Bowery's motion to preclude, based on plaintiffs' failure to comply with Bowery's discovery demands is also denied. With its contention that it made a single, apparently unreturned, phone call to plaintiffs' counsel concerning discovery, Bowery does not demonstrate plaintiffs' bad faith or willfulness under the circumstances here. Thus, there is no basis for the harsh remedy of preclusion. Bowery has demonstrated a basis to compel plaintiffs to comply with its demands, and plaintiffs are ordered to do so, as discussed below.

Bowery's motion to compel is granted to the extent that, within 45 days of service on plaintiffs by Bowery of this decision and order with notice of entry, plaintiffs are to comply with the following discovery and other demands made by Bowery: (1) the demand for a bill of particulars;[FN4] (2) the demand for collateral source information; (3) the notice to produce; (4) the notice for discovery of statement of party; (5) the notice for discovery and inspection of expert witness information; (6) the demand for witness disclosure; and (7) the demand for insurance information, all of which are dated January 29, 2010. The parties are also directed to appear for a court conference, as directed below, to address discovery, including, if necessary, a deposition schedule. Bowery's motion is otherwise denied, without prejudice to renewal upon proper papers, as the record does not demonstrate a basis for Bowery's demands for authorizations for plaintiffs' social security disability authorization, income tax, employment, union and workers' compensation records or for "Ad Damnum Information" (see Havens v Tucker, 136 AD2d 814, 815 [3d Dept 1988]).

Accordingly, it is

ORDERED that plaintiffs' motion for summary judgment is denied; and it is further

ORDERED that defendant 344 Bowery Retail LLC's motion to preclude is denied; and it is further

ORDERED that defendant 344 Bowery Retail LLC's motion to compel is granted to the extent that, within 45 days of service on plaintiffs by Bowery of this decision and order with notice of entry, plaintiffs shall comply with Bowery's (1) demand for a bill of particulars; (2) demand for [*9]collateral source information; (3) notice to produce; (4) notice for discovery of statement of party; (5) notice for discovery and inspection of expert witness information; (6) demand for witness disclosure; and (7) demand for insurance information, all of which are dated January 29, 2010; and it is further

ORDERED that a preliminary conference will be held on October 21, 2010, at 9:30 AM, in Part 8.

Dated: August 26, 2010

E N T E R:

__________________________

J.S.C.

Footnotes


Footnote 1:Plaintiffs state, in their reply memorandum of law and elsewhere, that the Sala Defendants played music that exceeded the Noise Code by 400%, but this assertion does not accurately reflect plaintiffs' expert's discussion regarding the sound level, in which he stated that a sound of 66 decibels is more than four times as loud to the human ear as the Noise Code's 45 decibel limit.

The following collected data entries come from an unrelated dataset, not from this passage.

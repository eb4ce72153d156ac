//! Directed concept hierarchy over KB identifiers.
//!
//! Edges run (parent, child): an edge means the child is a direct
//! specialization of the parent. The graph is built once at load time and
//! treated as read-only for the rest of the run. Candidate degrees, the
//! relatedness checks of the link policies, and the intrinsic
//! information-content prior all read from here.

use ahash::{AHashMap, AHashSet};
use petgraph::graph::{DiGraph, NodeIndex};
use petgraph::Direction;
use std::collections::VecDeque;

#[derive(Debug, Default, Clone)]
pub struct HierarchyGraph {
    graph: DiGraph<String, ()>,
    id_to_node: AHashMap<String, NodeIndex>,
}

impl HierarchyGraph {
    pub fn new() -> Self {
        Self::default()
    }

    /// Build from a (parent, child) edge list, collapsing duplicates.
    pub fn from_edges<I, S>(edges: I) -> Self
    where
        I: IntoIterator<Item = (S, S)>,
        S: AsRef<str>,
    {
        let mut graph = Self::new();
        for (parent, child) in edges {
            graph.add_edge(parent.as_ref(), child.as_ref());
        }
        graph
    }

    fn node(&mut self, id: &str) -> NodeIndex {
        if let Some(&idx) = self.id_to_node.get(id) {
            return idx;
        }
        let idx = self.graph.add_node(id.to_string());
        self.id_to_node.insert(id.to_string(), idx);
        idx
    }

    /// Insert an edge parent → child unless it already exists.
    pub fn add_edge(&mut self, parent: &str, child: &str) {
        let parent_idx = self.node(parent);
        let child_idx = self.node(child);
        if !self.graph.contains_edge(parent_idx, child_idx) {
            self.graph.add_edge(parent_idx, child_idx, ());
        }
    }

    pub fn contains(&self, id: &str) -> bool {
        self.id_to_node.contains_key(id)
    }

    pub fn node_count(&self) -> usize {
        self.graph.node_count()
    }

    pub fn edge_count(&self) -> usize {
        self.graph.edge_count()
    }

    /// Number of direct parents; 0 when the id is absent.
    pub fn in_degree(&self, id: &str) -> usize {
        self.id_to_node
            .get(id)
            .map(|&idx| self.graph.edges_directed(idx, Direction::Incoming).count())
            .unwrap_or(0)
    }

    /// Number of direct children; 0 when the id is absent.
    pub fn out_degree(&self, id: &str) -> usize {
        self.id_to_node
            .get(id)
            .map(|&idx| self.graph.edges_directed(idx, Direction::Outgoing).count())
            .unwrap_or(0)
    }

    /// Direct edge parent → child present?
    pub fn has_edge(&self, parent: &str, child: &str) -> bool {
        match (self.id_to_node.get(parent), self.id_to_node.get(child)) {
            (Some(&p), Some(&c)) => self.graph.contains_edge(p, c),
            _ => false,
        }
    }

    pub fn parents(&self, id: &str) -> Vec<&str> {
        let Some(&idx) = self.id_to_node.get(id) else {
            return Vec::new();
        };
        self.graph
            .neighbors_directed(idx, Direction::Incoming)
            .map(|p| self.graph[p].as_str())
            .collect()
    }

    /// All transitive ancestors of `id` (empty when absent).
    pub fn ancestors(&self, id: &str) -> AHashSet<&str> {
        self.walk(id, Direction::Incoming)
    }

    /// All transitive descendants of `id` (empty when absent).
    pub fn descendants(&self, id: &str) -> AHashSet<&str> {
        self.walk(id, Direction::Outgoing)
    }

    /// Transitive descendant count, or None when the id is not in the graph.
    pub fn descendant_count(&self, id: &str) -> Option<usize> {
        if !self.contains(id) {
            return None;
        }
        Some(self.descendants(id).len())
    }

    fn walk(&self, id: &str, direction: Direction) -> AHashSet<&str> {
        let mut reached = AHashSet::new();
        let Some(&start) = self.id_to_node.get(id) else {
            return reached;
        };

        let mut visited: AHashSet<NodeIndex> = AHashSet::new();
        let mut queue = VecDeque::new();
        queue.push_back(start);
        visited.insert(start);

        while let Some(current) = queue.pop_front() {
            for next in self.graph.neighbors_directed(current, direction) {
                if visited.insert(next) {
                    reached.insert(self.graph[next].as_str());
                    queue.push_back(next);
                }
            }
        }

        reached
    }

    pub fn node_ids(&self) -> impl Iterator<Item = &str> {
        self.graph.node_indices().map(|idx| self.graph[idx].as_str())
    }

    /// (parent, child) pairs for persistence, in insertion order.
    pub fn edge_list(&self) -> Vec<(&str, &str)> {
        self.graph
            .edge_indices()
            .filter_map(|e| self.graph.edge_endpoints(e))
            .map(|(p, c)| (self.graph[p].as_str(), self.graph[c].as_str()))
            .collect()
    }
}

Footnote 2:Plaintiffs' seek to enjoin the Sala defendants from playing music or allowing music to be played at a level in excess of certain limits established in the Noise Code, but, on this record, plaintiffs have demonstrated the violation of only one section ([a] [2]) of the Noise Code and not the other sections ([a] [1] and [a] [3]) upon which plaintiffs model their broad request for permanent injunctive relief.

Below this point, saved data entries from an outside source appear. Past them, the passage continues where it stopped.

//! The ENTITY/CANDIDATE line format consumed by the external ranking
//! solver. Field order, delimiters, and whitespace are a compatibility
//! contract and are rendered bit-for-bit by this module alone.

use relink_candidates::Candidate;
use relink_common::{EntityType, Result};
use std::fs;
use std::path::Path;

/// Header line for one mention of a document.
#[derive(Debug, Clone, PartialEq)]
pub struct EntityLine {
    pub text: String,
    pub entity_type: EntityType,
    /// Position of the document in the run's document ordering.
    pub doc_ordinal: usize,
    pub doc_id: String,
    /// Gold KB id of the mention, or the sentinel used for unannotated input.
    pub true_id: String,
}

impl EntityLine {
    pub fn render(&self) -> String {
        format!(
            "ENTITY\ttext:{0}\tnormalName:{1}\tpredictedType:{2}\tq:true\tqid:Q{3}\tdocId:{4}\torigText:{0}\turl:{5}\n",
            self.text,
            self.text.to_lowercase(),
            self.entity_type,
            self.doc_ordinal,
            self.doc_id,
            self.true_id,
        )
    }
}

/// A mention header together with its materialized candidates.
#[derive(Debug, Clone)]
pub struct DocumentEntry {
    pub entity: EntityLine,
    pub candidates: Vec<Candidate>,
}

/// One CANDIDATE line. The tab followed by four spaces before
/// `predictedType` is part of the consumer's expected format.
pub fn render_candidate(candidate: &Candidate, entity_type: EntityType) -> String {
    let links = candidate
        .links
        .iter()
        .map(i64::to_string)
        .collect::<Vec<_>>()
        .join(";");
    let normal_name = candidate.name.to_lowercase();
    format!(
        "CANDIDATE\tid:{0}\tinCount:{1}\toutCount:{2}\tlinks:{3}\turl:{4}\tname:{5}\tnormalName:{6}\tnormalWikiTitle:{7}\t    predictedType:{8}\n",
        candidate.surrogate_id,
        candidate.in_degree,
        candidate.out_degree,
        links,
        candidate.kb_id,
        candidate.name,
        normal_name,
        normal_name,
        entity_type,
    )
}

/// Write one document's candidates file: an ENTITY line per mention,
/// each followed by its CANDIDATE lines.
pub fn write_candidates_file(
    path: &Path,
    entries: &[DocumentEntry],
    entity_type: EntityType,
) -> Result<()> {
    let mut out = String::new();
    for entry in entries {
        out.push_str(&entry.entity.render());
        for candidate in &entry.candidates {
            out.push_str(&render_candidate(candidate, entity_type));
        }
    }
    fs::write(path, out)?;
    Ok(())
}

#[cfg(test)]
mod tests {
    use super::*;
    use std::collections::BTreeSet;

    fn sample_candidate() -> Candidate {
        Candidate {
            kb_id: "D009369".to_string(),
            name: "Neoplasms".to_string(),
            in_degree: 1,
            out_degree: 7,
            surrogate_id: 9369,
            links: BTreeSet::from([42, 537775]),
            score: 0.95,
        }
    }

    #[test]
    fn test_entity_line_format() {
        let line = EntityLine {
            text: "Breast Cancer".to_string(),
            entity_type: EntityType::Disease,
            doc_ordinal: 3,
            doc_id: "227508".to_string(),
            true_id: "D001943".to_string(),
        };
        assert_eq!(
            line.render(),
            "ENTITY\ttext:Breast Cancer\tnormalName:breast cancer\tpredictedType:Disease\tq:true\tqid:Q3\tdocId:227508\torigText:Breast Cancer\turl:D001943\n"
        );
    }

    #[test]
    fn test_candidate_line_format() {
        let line = render_candidate(&sample_candidate(), EntityType::Disease);
        assert_eq!(
            line,
            "CANDIDATE\tid:9369\tinCount:1\toutCount:7\tlinks:42;537775\turl:D009369\tname:Neoplasms\tnormalName:neoplasms\tnormalWikiTitle:neoplasms\t    predictedType:Disease\n"
        );
    }

    #[test]
    fn test_candidate_line_with_empty_links() {
        let mut candidate = sample_candidate();
        candidate.links.clear();
        let line = render_candidate(&candidate, EntityType::Chemical);
        assert!(line.contains("\tlinks:\turl:"));
        assert!(line.ends_with("\t    predictedType:Chemical\n"));
    }

    #[test]
    fn test_sentinel_candidate_line() {
        let line = render_candidate(&Candidate::nil(), EntityType::Disease);
        assert_eq!(
            line,
            "CANDIDATE\tid:-1\tinCount:0\toutCount:0\tlinks:\turl:-1\tname:none\tnormalName:none\tnormalWikiTitle:none\t    predictedType:Disease\n"
        );
    }

    #[test]
    fn test_write_candidates_file_layout() {
        let dir = tempfile::tempdir().unwrap();
        let path = dir.path().join("227508");
        let entries = vec![DocumentEntry {
            entity: EntityLine {
                text: "tumor".to_string(),
                entity_type: EntityType::Disease,
                doc_ordinal: 0,
                doc_id: "227508".to_string(),
                true_id: "D009369".to_string(),
            },
            candidates: vec![sample_candidate(), Candidate::nil()],
        }];
        write_candidates_file(&path, &entries, EntityType::Disease).unwrap();

        let content = fs::read_to_string(&path).unwrap();
        let lines: Vec<&str> = content.lines().collect();
        assert_eq!(lines.len(), 3);
        assert!(lines[0].starts_with("ENTITY\ttext:tumor\t"));
        assert!(lines[1].starts_with("CANDIDATE\tid:9369\t"));
        assert!(lines[2].starts_with("CANDIDATE\tid:-1\t"));
    }
}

Footnote 3:The dates when the remedial efforts were undertaken are not clear on the record.

Footnote 4:Bowery's demand for a bill of particulars appears geared toward a negligence action, and plaintiffs are ordered to comply by responding to the demand as appropriate, considering the nature of this action. Plaintiffs' contention that Bowery is not entitled to discovery because it was not in the action from its commencement ignores that plaintiffs stipulation agreeing to vacate the default.